** Opening Task data block **

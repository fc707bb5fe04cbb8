use anyhow::{anyhow, Context, Result};
use std::ops::Index;

use crate::game::difficulty::Difficulty;

pub mod question;

pub use question::{Question, RawQuestion};


const FALLBACK_EASY: &str = include_str!("../../../../assets/fallback/easy.csv");
const FALLBACK_MEDIUM: &str = include_str!("../../../../assets/fallback/medium.csv");
const FALLBACK_HARD: &str = include_str!("../../../../assets/fallback/hard.csv");

/// The ordered questions of one quiz session. Never empty.
#[derive(Clone, Debug, Eq, PartialEq)]
pub struct QuestionBatch {
    questions: Vec<Question>,
}

impl QuestionBatch {
    pub fn new(questions: Vec<Question>) -> Result<QuestionBatch> {
        if questions.is_empty() {
            return Err(anyhow!("A quiz needs at least one question"));
        }
        Ok(QuestionBatch { questions })
    }

    /// The bundled questions for a difficulty, used verbatim.
    pub fn fallback(difficulty: Difficulty) -> Result<QuestionBatch> {
        let table = match difficulty {
            Difficulty::Easy => FALLBACK_EASY,
            Difficulty::Medium => FALLBACK_MEDIUM,
            Difficulty::Hard => FALLBACK_HARD,
        };
        QuestionBatch::from_csv(table.as_bytes())
            .with_context(|| format!("Could not read {} fallback questions", difficulty))
    }

    pub fn from_csv<R: std::io::Read>(source: R) -> Result<QuestionBatch> {
        let mut questions = Vec::new();
        let mut csv_reader = csv::Reader::from_reader(source);
        for question in csv_reader.deserialize() {
            let raw_question: RawQuestion = question?;
            questions.push(raw_question.into());
        }
        QuestionBatch::new(questions)
    }

    pub fn len(&self) -> usize {
        self.questions.len()
    }

    pub fn questions(&self) -> &[Question] {
        &self.questions
    }

    pub fn into_questions(self) -> Vec<Question> {
        self.questions
    }
}

impl Index<usize> for QuestionBatch {
    type Output = Question;

    fn index(&self, index: usize) -> &Question {
        &self.questions[index]
    }
}
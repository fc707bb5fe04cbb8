use crate::game::difficulty::Difficulty;
use crate::game::quiz::answer::Answer;
use crate::text;

#[derive(Clone, Copy, Debug, Eq, PartialEq)]
pub enum OptionMark {
    Neutral,
    Correct,
    Incorrect,
}

/// Highlighting for a question's options. Nothing is marked until an
/// answer is locked in; then the correct option is always marked and a
/// wrong pick is marked too.
pub fn mark_options(
    options: &[String],
    correct_answer: &str,
    locked_answer: Option<&Answer>,
) -> Vec<OptionMark> {
    options
        .iter()
        .map(|option| match locked_answer {
            None => OptionMark::Neutral,
            Some(_) if option == correct_answer => OptionMark::Correct,
            Some(Answer::Selected(selected)) if selected == option => OptionMark::Incorrect,
            Some(_) => OptionMark::Neutral,
        })
        .collect()
}

#[derive(Clone, Debug, Eq, PartialEq)]
pub struct OptionView {
    pub label: String,
    pub mark: OptionMark,
}

/// Everything needed to draw the current question, already decoded.
#[derive(Clone, Debug, Eq, PartialEq)]
pub struct QuestionView {
    pub number: usize,
    pub total: usize,
    pub difficulty: Difficulty,
    pub text: String,
    pub options: Vec<OptionView>,
    pub remaining_seconds: u64,
    pub locked_answer: Option<Answer>,
    pub correct_answer: String,
    pub is_last: bool,
}

impl QuestionView {
    pub fn is_locked(&self) -> bool {
        self.locked_answer.is_some()
    }

    pub fn is_correct(&self) -> Option<bool> {
        self.locked_answer.as_ref().map(|answer| match answer {
            Answer::Selected(selected) => text::decode(selected) == self.correct_answer,
            Answer::Timeout => false,
        })
    }
}
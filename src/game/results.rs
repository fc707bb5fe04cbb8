use std::collections::HashMap;

use crate::game::difficulty::Difficulty;
use crate::game::quiz::answer::Answer;
use crate::game::quiz::definition::Question;
use crate::game::quiz::score::{Rating, Score};

pub const NOT_ANSWERED: &str = "Not answered";

/// What a finished quiz hands over to the results screen.
#[derive(Clone, Debug, Eq, PartialEq)]
pub struct SessionReport {
    pub difficulty: Difficulty,
    pub questions: Vec<Question>,
    pub answers: HashMap<usize, Answer>,
    pub score: Score,
}

#[derive(Clone, Debug, Eq, PartialEq)]
pub struct ResultLine {
    pub number: usize,
    pub question: String,
    pub your_answer: String,
    pub correct_answer: String,
    pub is_correct: bool,
}

#[derive(Clone, Debug, Eq, PartialEq)]
pub struct ResultsView {
    pub difficulty: Difficulty,
    pub score: Score,
    pub rating: Rating,
    pub best_score: u32,
    pub lines: Vec<ResultLine>,
}

impl SessionReport {
    pub fn lines(&self) -> Vec<ResultLine> {
        self.questions
            .iter()
            .enumerate()
            .map(|(index, question)| {
                let answer = self.answers.get(&index);
                let your_answer = match answer {
                    Some(Answer::Selected(selected)) => crate::text::decode(selected),
                    Some(Answer::Timeout) | None => NOT_ANSWERED.to_owned(),
                };
                ResultLine {
                    number: index + 1,
                    question: question.display_text(),
                    your_answer,
                    correct_answer: question.display_correct_answer(),
                    is_correct: answer
                        .map(|answer| question.is_answer_correct(answer))
                        .unwrap_or(false),
                }
            })
            .collect()
    }

    pub fn view(&self, best_score: u32) -> ResultsView {
        ResultsView {
            difficulty: self.difficulty,
            score: self.score,
            rating: self.score.rating(),
            best_score,
            lines: self.lines(),
        }
    }
}
use super::{ChainConfig, ChainIdentifier};

/// Chain-specific behavior behind a uniform interface.
///
/// All operations are pure and synchronous; none of them touch the network.
pub trait ChainAdapter: Send + Sync {
    /// The chain+network pair this adapter serves.
    fn chain_identifier(&self) -> ChainIdentifier;

    /// Static metadata for this chain+network.
    fn chain_config(&self) -> &ChainConfig;

    /// Canonicalize an address for this chain.
    ///
    /// Deterministic and idempotent. Never fails: malformed input is
    /// transformed the same way as valid input (validation is a separate
    /// concern, see [`ChainAdapter::is_valid_address`]).
    fn normalize_address(&self, address: &str) -> String;

    /// Shape-check an address for this chain. Pure, no I/O.
    fn is_valid_address(&self, address: &str) -> bool;

    /// Resolve the preferred token identifier: a valid address (normalized)
    /// wins over the symbol; otherwise the uppercased symbol is used.
    fn token_identifier(&self, symbol: &str, address: Option<&str>) -> String {
        if let Some(addr) = address {
            if self.is_valid_address(addr) {
                return self.normalize_address(addr);
            }
        }
        symbol.to_uppercase()
    }
}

** Closing Task data block **

Activity —
Copy out all of the records above with nothing altered.

Answer for this exercise —
repository fc707bb5fe04cbb8
use anyhow::{anyhow, Context, Result};
use std::ops::Index;

use crate::game::difficulty::Difficulty;

pub mod question;

pub use question::{Question, RawQuestion};


const FALLBACK_EASY: &str = include_str!("../../../../assets/fallback/easy.csv");
const FALLBACK_MEDIUM: &str = include_str!("../../../../assets/fallback/medium.csv");
const FALLBACK_HARD: &str = include_str!("../../../../assets/fallback/hard.csv");

/// The ordered questions of one quiz session. Never empty.
#[derive(Clone, Debug, Eq, PartialEq)]
pub struct QuestionBatch {
    questions: Vec<Question>,
}

impl QuestionBatch {
    pub fn new(questions: Vec<Question>) -> Result<QuestionBatch> {
        if questions.is_empty() {
            return Err(anyhow!("A quiz needs at least one question"));
        }
        Ok(QuestionBatch { questions })
    }

    /// The bundled questions for a difficulty, used verbatim.
    pub fn fallback(difficulty: Difficulty) -> Result<QuestionBatch> {
        let table = match difficulty {
            Difficulty::Easy => FALLBACK_EASY,
            Difficulty::Medium => FALLBACK_MEDIUM,
            Difficulty::Hard => FALLBACK_HARD,
        };
        QuestionBatch::from_csv(table.as_bytes())
            .with_context(|| format!("Could not read {} fallback questions", difficulty))
    }

    pub fn from_csv<R: std::io::Read>(source: R) -> Result<QuestionBatch> {
        let mut questions = Vec::new();
        let mut csv_reader = csv::Reader::from_reader(source);
        for question in csv_reader.deserialize() {
            let raw_question: RawQuestion = question?;
            questions.push(raw_question.into());
        }
        QuestionBatch::new(questions)
    }

    pub fn len(&self) -> usize {
        self.questions.len()
    }

    pub fn questions(&self) -> &[Question] {
        &self.questions
    }

    pub fn into_questions(self) -> Vec<Question> {
        self.questions
    }
}

impl Index<usize> for QuestionBatch {
    type Output = Question;

    fn index(&self, index: usize) -> &Question {
        &self.questions[index]
    }
}
repository fc707bb5fe04cbb8
use crate::game::difficulty::Difficulty;
use crate::game::quiz::answer::Answer;
use crate::text;

#[derive(Clone, Copy, Debug, Eq, PartialEq)]
pub enum OptionMark {
    Neutral,
    Correct,
    Incorrect,
}

/// Highlighting for a question's options. Nothing is marked until an
/// answer is locked in; then the correct option is always marked and a
/// wrong pick is marked too.
pub fn mark_options(
    options: &[String],
    correct_answer: &str,
    locked_answer: Option<&Answer>,
) -> Vec<OptionMark> {
    options
        .iter()
        .map(|option| match locked_answer {
            None => OptionMark::Neutral,
            Some(_) if option == correct_answer => OptionMark::Correct,
            Some(Answer::Selected(selected)) if selected == option => OptionMark::Incorrect,
            Some(_) => OptionMark::Neutral,
        })
        .collect()
}

#[derive(Clone, Debug, Eq, PartialEq)]
pub struct OptionView {
    pub label: String,
    pub mark: OptionMark,
}

/// Everything needed to draw the current question, already decoded.
#[derive(Clone, Debug, Eq, PartialEq)]
pub struct QuestionView {
    pub number: usize,
    pub total: usize,
    pub difficulty: Difficulty,
    pub text: String,
    pub options: Vec<OptionView>,
    pub remaining_seconds: u64,
    pub locked_answer: Option<Answer>,
    pub correct_answer: String,
    pub is_last: bool,
}

impl QuestionView {
    pub fn is_locked(&self) -> bool {
        self.locked_answer.is_some()
    }

    pub fn is_correct(&self) -> Option<bool> {
        self.locked_answer.as_ref().map(|answer| match answer {
            Answer::Selected(selected) => text::decode(selected) == self.correct_answer,
            Answer::Timeout => false,
        })
    }
}
filename src/game/results.rs
repository fc707bb5fe04cbb8
use std::collections::HashMap;

use crate::game::difficulty::Difficulty;
use crate::game::quiz::answer::Answer;
use crate::game::quiz::definition::Question;
use crate::game::quiz::score::{Rating, Score};

pub const NOT_ANSWERED: &str = "Not answered";

/// What a finished quiz hands over to the results screen.
#[derive(Clone, Debug, Eq, PartialEq)]
pub struct SessionReport {
    pub difficulty: Difficulty,
    pub questions: Vec<Question>,
    pub answers: HashMap<usize, Answer>,
    pub score: Score,
}

#[derive(Clone, Debug, Eq, PartialEq)]
pub struct ResultLine {
    pub number: usize,
    pub question: String,
    pub your_answer: String,
    pub correct_answer: String,
    pub is_correct: bool,
}

#[derive(Clone, Debug, Eq, PartialEq)]
pub struct ResultsView {
    pub difficulty: Difficulty,
    pub score: Score,
    pub rating: Rating,
    pub best_score: u32,
    pub lines: Vec<ResultLine>,
}

impl SessionReport {
    pub fn lines(&self) -> Vec<ResultLine> {
        self.questions
            .iter()
            .enumerate()
            .map(|(index, question)| {
                let answer = self.answers.get(&index);
                let your_answer = match answer {
                    Some(Answer::Selected(selected)) => crate::text::decode(selected),
                    Some(Answer::Timeout) | None => NOT_ANSWERED.to_owned(),
                };
                ResultLine {
                    number: index + 1,
                    question: question.display_text(),
                    your_answer,
                    correct_answer: question.display_correct_answer(),
                    is_correct: answer
                        .map(|answer| question.is_answer_correct(answer))
                        .unwrap_or(false),
                }
            })
            .collect()
    }

    pub fn view(&self, best_score: u32) -> ResultsView {
        ResultsView {
            difficulty: self.difficulty,
            score: self.score,
            rating: self.score.rating(),
            best_score,
            lines: self.lines(),
        }
    }
}
use super::{ChainConfig, ChainIdentifier};

/// Chain-specific behavior behind a uniform interface.
///
/// All operations are pure and synchronous; none of them touch the network.
pub trait ChainAdapter: Send + Sync {
    /// The chain+network pair this adapter serves.
    fn chain_identifier(&self) -> ChainIdentifier;

    /// Static metadata for this chain+network.
    fn chain_config(&self) -> &ChainConfig;

    /// Canonicalize an address for this chain.
    ///
    /// Deterministic and idempotent. Never fails: malformed input is
    /// transformed the same way as valid input (validation is a separate
    /// concern, see [`ChainAdapter::is_valid_address`]).
    fn normalize_address(&self, address: &str) -> String;

    /// Shape-check an address for this chain. Pure, no I/O.
    fn is_valid_address(&self, address: &str) -> bool;

    /// Resolve the preferred token identifier: a valid address (normalized)
    /// wins over the symbol; otherwise the uppercased symbol is used.
    fn token_identifier(&self, symbol: &str, address: Option<&str>) -> String {
        if let Some(addr) = address {
            if self.is_valid_address(addr) {
                return self.normalize_address(addr);
            }
        }
        symbol.to_uppercase()
    }
}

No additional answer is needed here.